§ EXERCISE BRIEF
The answer must consist of every line below that contains the word "never".

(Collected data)
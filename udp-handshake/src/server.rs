//! Concurrent UDP handshake server.
//!
//! ```text
//!            recv loop (one task)
//!                  │ datagram, peer
//!        ┌─────────┼─────────┐
//!        ▼         ▼         ▼        one spawned task per datagram
//!   Dispatcher::handle (lock → decide → unlock)
//!        │         │         │
//!        └──── Arc<Socket>::send_to ──▶ peer
//! ```
//!
//! Unless `max_in_flight` is set, the receive loop never waits on a
//! handler.  Handlers share the socket and the [`Dispatcher`] through
//! `Arc`s; ordering between datagrams from the same peer is whatever the
//! scheduler produces, and the session table's single lock keeps each
//! decision atomic.

use std::future::Future;
use std::net::SocketAddr;
use std::sync::Arc;
use std::time::Duration;

use thiserror::Error;
use tokio::sync::{OwnedSemaphorePermit, Semaphore};

use crate::config::ServerConfig;
use crate::dispatcher::Dispatcher;
use crate::socket::{Socket, SocketError};

/// Shortest interval between idle-session sweeps.
const MIN_SWEEP_PERIOD: Duration = Duration::from_millis(10);

#[derive(Debug, Error)]
pub enum ServerError {
    #[error("could not bind {addr}: {source}")]
    Bind {
        addr: SocketAddr,
        #[source]
        source: SocketError,
    },
    #[error(transparent)]
    Socket(#[from] SocketError),
}

pub struct Server {
    socket: Arc<Socket>,
    dispatcher: Arc<Dispatcher>,
    limit: Option<Arc<Semaphore>>,
    idle_timeout: Option<Duration>,
}

impl Server {
    /// Bind the listening socket described by `config`.
    pub async fn bind(config: &ServerConfig) -> Result<Self, ServerError> {
        let addr = config.socket_addr();
        let socket = Socket::bind(addr)
            .await
            .map_err(|source| ServerError::Bind { addr, source })?;
        log::info!(
            "[server] listening on {} (discard mode {})",
            socket.local_addr,
            if config.discard_mode { "on" } else { "off" }
        );
        Ok(Self {
            socket: Arc::new(socket),
            dispatcher: Arc::new(Dispatcher::with_discard_mode(config.discard_mode)),
            limit: config.max_in_flight.map(|n| Arc::new(Semaphore::new(n))),
            idle_timeout: config.session_idle_timeout,
        })
    }

    pub fn local_addr(&self) -> SocketAddr {
        self.socket.local_addr
    }

    /// Shared handle to the decision core, for toggling discard mode or
    /// reading sessions and metrics while the server runs.
    pub fn dispatcher(&self) -> Arc<Dispatcher> {
        Arc::clone(&self.dispatcher)
    }

    /// Serve until the process exits.
    pub async fn run(self) -> Result<(), ServerError> {
        self.run_until(std::future::pending::<()>()).await
    }

    /// Serve until `shutdown` completes.
    ///
    /// Receive errors are logged and the loop continues; already spawned
    /// handlers are left to finish on their own.  With `max_in_flight` set,
    /// intake pauses until a handler finishes, but shutdown still wins.
    pub async fn run_until(self, shutdown: impl Future<Output = ()>) -> Result<(), ServerError> {
        tokio::pin!(shutdown);

        let sweep_period = self
            .idle_timeout
            .map(|idle| (idle / 2).max(MIN_SWEEP_PERIOD))
            .unwrap_or(Duration::from_secs(3600));
        let mut sweep = tokio::time::interval(sweep_period);
        sweep.set_missed_tick_behavior(tokio::time::MissedTickBehavior::Delay);

        loop {
            tokio::select! {
                _ = &mut shutdown => {
                    self.stop();
                    return Ok(());
                }

                _ = sweep.tick(), if self.idle_timeout.is_some() => {
                    if let Some(idle) = self.idle_timeout {
                        let removed = self.dispatcher.sessions().expire_idle(idle);
                        if removed > 0 {
                            log::info!("[server] expired {removed} idle sessions");
                        }
                    }
                }

                result = self.socket.recv_datagram() => {
                    let (datagram, peer) = match result {
                        Ok(v) => v,
                        Err(e) => {
                            log::warn!("[server] receive failed: {e}");
                            continue;
                        }
                    };
                    let permit = tokio::select! {
                        _ = &mut shutdown => {
                            self.stop();
                            return Ok(());
                        }
                        permit = self.acquire_permit() => permit,
                    };
                    self.spawn_handler(datagram, peer, permit);
                }
            }
        }
    }

    fn stop(&self) {
        log::info!(
            "[server] shutting down; {} sessions",
            self.dispatcher.sessions().len()
        );
    }

    /// Wait for a handler slot; `None` when intake is unbounded.
    async fn acquire_permit(&self) -> Option<OwnedSemaphorePermit> {
        let limit = Arc::clone(self.limit.as_ref()?);
        // The semaphore is never closed.
        limit.acquire_owned().await.ok()
    }

    fn spawn_handler(
        &self,
        datagram: Vec<u8>,
        peer: SocketAddr,
        permit: Option<OwnedSemaphorePermit>,
    ) {
        let socket = Arc::clone(&self.socket);
        let dispatcher = Arc::clone(&self.dispatcher);
        tokio::spawn(async move {
            let _permit = permit;
            if let Some(mut reply) = dispatcher.handle(&datagram, peer) {
                if let Err(e) = socket.send_to(&mut reply, peer).await {
                    log::warn!("[server] reply to {peer} failed: {e}");
                }
            }
        });
    }
}

#[cfg(test)]
mod tests {
    use super::*;
    use crate::packet::{flags, Packet};
    use std::net::{IpAddr, Ipv4Addr};

    fn loopback_config() -> ServerConfig {
        ServerConfig {
            bind_addr: IpAddr::V4(Ipv4Addr::LOCALHOST),
            port: 0,
            ..ServerConfig::default()
        }
    }

    #[tokio::test]
    async fn bind_reports_ephemeral_port() {
        let server = Server::bind(&loopback_config()).await.unwrap();
        assert_ne!(server.local_addr().port(), 0);
        assert!(server.dispatcher().sessions().is_empty());
    }

    #[tokio::test]
    async fn shutdown_future_stops_the_loop() {
        let server = Server::bind(&loopback_config()).await.unwrap();
        let result = tokio::time::timeout(
            Duration::from_secs(2),
            server.run_until(tokio::time::sleep(Duration::from_millis(20))),
        )
        .await
        .expect("server did not stop");
        assert!(result.is_ok());
    }

    #[tokio::test]
    async fn idle_sessions_are_swept() {
        let config = ServerConfig {
            session_idle_timeout: Some(Duration::from_millis(200)),
            ..loopback_config()
        };
        let server = Server::bind(&config).await.unwrap();
        let addr = server.local_addr();
        let dispatcher = server.dispatcher();
        let (stop_tx, stop_rx) = tokio::sync::oneshot::channel::<()>();
        let task = tokio::spawn(server.run_until(async {
            let _ = stop_rx.await;
        }));

        let peer = Socket::bind("127.0.0.1:0".parse().unwrap()).await.unwrap();
        let mut syn = Packet::new(1, 0, flags::SYN, b"hi".to_vec());
        peer.send_to(&mut syn, addr).await.unwrap();
        let (reply, _) = peer.recv_from().await.unwrap();
        assert!(reply.has_flags(flags::SYN | flags::ACK));
        assert_eq!(dispatcher.sessions().len(), 1);

        tokio::time::sleep(Duration::from_millis(600)).await;
        assert!(dispatcher.sessions().is_empty());

        stop_tx.send(()).unwrap();
        task.await.unwrap().unwrap();
    }

    #[tokio::test]
    async fn in_flight_limit_still_serves_every_datagram() {
        let config = ServerConfig {
            max_in_flight: Some(1),
            ..loopback_config()
        };
        let server = Server::bind(&config).await.unwrap();
        let addr = server.local_addr();
        let task = tokio::spawn(server.run());

        let peers = bind_peers(4).await;
        for (i, peer) in peers.iter().enumerate() {
            let mut syn = Packet::new(i as u32 * 10, 0, flags::SYN, Vec::new());
            peer.send_to(&mut syn, addr).await.unwrap();
        }
        for (i, peer) in peers.iter().enumerate() {
            let (reply, _) = tokio::time::timeout(Duration::from_secs(2), peer.recv_from())
                .await
                .expect("no reply")
                .unwrap();
            assert_eq!(reply.header.ack, i as u32 * 10 + 1);
        }
        task.abort();
    }

    #[tokio::test]
    async fn shutdown_wins_while_waiting_for_a_handler_slot() {
        let config = ServerConfig {
            max_in_flight: Some(1),
            ..loopback_config()
        };
        let server = Server::bind(&config).await.unwrap();
        let addr = server.local_addr();
        let dispatcher = server.dispatcher();

        // Occupy the only slot so the next datagram blocks intake.
        let limit = Arc::clone(server.limit.as_ref().unwrap());
        let held = limit.acquire_owned().await.unwrap();

        let (stop_tx, stop_rx) = tokio::sync::oneshot::channel::<()>();
        let task = tokio::spawn(server.run_until(async {
            let _ = stop_rx.await;
        }));

        let peer = Socket::bind("127.0.0.1:0".parse().unwrap()).await.unwrap();
        let mut syn = Packet::new(1, 0, flags::SYN, Vec::new());
        peer.send_to(&mut syn, addr).await.unwrap();
        tokio::time::sleep(Duration::from_millis(100)).await;
        assert!(dispatcher.sessions().is_empty());

        stop_tx.send(()).unwrap();
        tokio::time::timeout(Duration::from_secs(2), task)
            .await
            .expect("server stuck waiting for a slot")
            .unwrap()
            .unwrap();
        drop(held);
    }

    async fn bind_peers(n: usize) -> Vec<Socket> {
        let mut sockets = Vec::with_capacity(n);
        for _ in 0..n {
            sockets.push(Socket::bind("127.0.0.1:0".parse().unwrap()).await.unwrap());
        }
        sockets
    }
}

§ FINISHED EXERCISE
//! Unless `max_in_flight` is set, the receive loop never waits on a
        // The semaphore is never closed.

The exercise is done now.